## REQUIRED WORK
Please return only the lines from the one holding "filename crates/infra/src/repos/company/mod.rs" through the one holding "Stores a new", exactly as they appear in the records below, both ends included.

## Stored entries
--- START ---

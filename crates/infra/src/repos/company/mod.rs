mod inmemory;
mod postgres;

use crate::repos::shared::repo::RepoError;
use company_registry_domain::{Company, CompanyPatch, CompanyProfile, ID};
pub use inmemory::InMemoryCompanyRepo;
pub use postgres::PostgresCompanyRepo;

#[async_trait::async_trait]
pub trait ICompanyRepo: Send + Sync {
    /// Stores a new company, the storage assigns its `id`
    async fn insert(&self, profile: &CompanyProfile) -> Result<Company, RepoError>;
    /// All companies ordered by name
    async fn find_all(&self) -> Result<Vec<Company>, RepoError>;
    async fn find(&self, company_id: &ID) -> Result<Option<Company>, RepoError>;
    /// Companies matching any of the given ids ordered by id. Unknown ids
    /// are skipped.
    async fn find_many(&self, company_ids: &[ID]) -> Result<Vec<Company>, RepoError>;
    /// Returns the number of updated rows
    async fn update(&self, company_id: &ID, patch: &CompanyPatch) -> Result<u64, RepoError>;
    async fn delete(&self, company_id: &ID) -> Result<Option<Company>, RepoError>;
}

--- END ---
--- START ---

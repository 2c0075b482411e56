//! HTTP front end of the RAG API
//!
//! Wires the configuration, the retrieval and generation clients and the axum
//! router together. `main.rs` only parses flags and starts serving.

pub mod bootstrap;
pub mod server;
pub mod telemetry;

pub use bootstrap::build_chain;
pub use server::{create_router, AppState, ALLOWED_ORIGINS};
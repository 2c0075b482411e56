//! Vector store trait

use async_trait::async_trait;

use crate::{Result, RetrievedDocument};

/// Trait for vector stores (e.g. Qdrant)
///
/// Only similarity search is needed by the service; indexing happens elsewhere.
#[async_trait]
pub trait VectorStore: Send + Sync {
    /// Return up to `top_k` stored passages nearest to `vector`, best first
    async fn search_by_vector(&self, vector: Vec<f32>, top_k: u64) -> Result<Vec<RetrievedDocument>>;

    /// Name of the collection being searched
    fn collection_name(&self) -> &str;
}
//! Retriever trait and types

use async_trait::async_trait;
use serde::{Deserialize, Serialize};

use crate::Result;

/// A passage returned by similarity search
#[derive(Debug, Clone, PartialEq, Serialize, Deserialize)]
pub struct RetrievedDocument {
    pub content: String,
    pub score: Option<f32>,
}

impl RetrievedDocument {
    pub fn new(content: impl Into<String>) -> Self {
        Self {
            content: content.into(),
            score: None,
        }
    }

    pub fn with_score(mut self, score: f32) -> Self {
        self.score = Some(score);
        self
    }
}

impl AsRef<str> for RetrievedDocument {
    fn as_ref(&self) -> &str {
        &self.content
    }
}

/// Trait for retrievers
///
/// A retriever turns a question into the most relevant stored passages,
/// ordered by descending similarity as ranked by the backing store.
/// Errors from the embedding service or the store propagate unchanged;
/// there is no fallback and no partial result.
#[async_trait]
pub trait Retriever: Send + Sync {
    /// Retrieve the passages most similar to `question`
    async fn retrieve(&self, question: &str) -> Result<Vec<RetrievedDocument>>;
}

--- END ---
--- START ---

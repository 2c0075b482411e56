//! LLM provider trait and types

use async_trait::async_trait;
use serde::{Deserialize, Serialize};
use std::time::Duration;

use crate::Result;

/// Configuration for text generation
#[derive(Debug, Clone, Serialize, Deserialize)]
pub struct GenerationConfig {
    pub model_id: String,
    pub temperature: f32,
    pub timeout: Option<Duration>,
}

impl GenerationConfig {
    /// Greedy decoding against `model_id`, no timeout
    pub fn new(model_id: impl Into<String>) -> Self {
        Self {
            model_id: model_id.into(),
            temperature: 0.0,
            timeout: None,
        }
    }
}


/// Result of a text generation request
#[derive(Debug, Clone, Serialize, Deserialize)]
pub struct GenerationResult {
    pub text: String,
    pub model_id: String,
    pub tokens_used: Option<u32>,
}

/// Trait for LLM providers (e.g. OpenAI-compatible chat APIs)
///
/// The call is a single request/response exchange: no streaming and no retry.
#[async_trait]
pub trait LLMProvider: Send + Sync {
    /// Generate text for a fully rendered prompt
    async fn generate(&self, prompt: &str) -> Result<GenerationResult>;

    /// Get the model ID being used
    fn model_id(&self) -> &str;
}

--- END ---

## TASK OUTPUT
filename crates/infra/src/repos/company/mod.rs
mod inmemory;
mod postgres;

use crate::repos::shared::repo::RepoError;
use company_registry_domain::{Company, CompanyPatch, CompanyProfile, ID};
pub use inmemory::InMemoryCompanyRepo;
pub use postgres::PostgresCompanyRepo;

#[async_trait::async_trait]
pub trait ICompanyRepo: Send + Sync {
    /// Stores a new company, the storage assigns its `id`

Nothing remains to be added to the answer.